Generations Magazine - “I Want to Die Comfortably - at Home” - Image 01National surveys say 80 percent of people want to “die in the comfort of their home,” but in Hawai‘i, only 22 percent of families use hospice services. Hawaii also ranks high (number 2 in the U.S.) in emergency room deaths. Are we getting what we want?

Dr. Angelo Volandes from Harvard Medical School recently spoke to health care professionals in Hawai‘i about ways to find out what terminal patients really want. “We don’t live in a patient-centered health care system,” says Volandes.“ As patients, we need to take control and become the center of our care team’s attention.”

Under-utilization of hospice services is a national problem, but worse in Hawai‘i. According to a 2007 study of over four thousand terminal patients, those on hospice lived longer than patients in hospitals who opted for complex procedures to “fight for longer life.”* Obviously, being kept alive in an intensive care unit is not the same as recovering enough to go home — but by the time families figure out their loved one is not coming home, it’s too late. For ten years Dr. Volandes taught doctors how to find out their patients’ end-of-life intentions. Now he is helping educate families to start the conversation early, and to tell their doctors — if they want to die comfortably at home.

Dr. Volandes’ new book, “The Conversation,” tracks seven patients at the end of life. He says that if patients knew that surgical procedures and resuscitation at end of life often do little good, they might turn them down.
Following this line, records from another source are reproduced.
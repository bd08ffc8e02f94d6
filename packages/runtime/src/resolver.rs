use std::sync::Arc;

use keel_core::{Attribute, ErrorApi, ServiceError};

use crate::plugin::FeatureSet;

/// Finds the first enabled feature providing `T`.
///
/// Shared by field injection during bootstrap and by
/// [`ServiceApi::feature`](crate::handler::ServiceApi) lookups from
/// lifecycle hooks.
///
/// # Errors
///
/// Submits and returns an internal error through `errors` when no feature
/// provides `T`.
pub fn resolve<T>(features: &FeatureSet, errors: &dyn ErrorApi) -> Result<Arc<T>, ServiceError>
where
    T: ?Sized + Send + Sync + 'static,
{
    features.resolve::<T>().ok_or_else(|| {
        errors
            .internal(&"could not find feature that supports this requested API")
            .with_attributes([Attribute::string("api", std::any::type_name::<T>())])
            .submit()
    })
}

#[cfg(test)]
mod tests {
    use keel_core::{ErrorFactory, ErrorKind};

    use super::*;

    trait Missing: std::fmt::Debug + Send + Sync {}

    #[test]
    fn unresolved_api_is_an_internal_error() {
        let features = FeatureSet::new();
        let errors = ErrorFactory::silent("orders");

        let err = resolve::<dyn Missing>(&features, &errors).unwrap_err();

        assert_eq!(err.kind, ErrorKind::Internal);
        assert_eq!(err.service_name, "orders");
        assert!(err.details.contains("could not find feature"));
    }
}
Such procedures may even increase their loved one’s pain and decrease the comfort of their last days.

HMSA (Hawai‘i Medical Service Association), Dr. Volandes, and Dr. Rae Seitz from John A. Burns Medical School collaborated to make a series of videos on advanced care planning. Videos are available to Hawai‘i hospitals and health care providers in all local languages so they can open the “Conversation” about end of life care and clearly plan for the patient’s true wishes and intentions.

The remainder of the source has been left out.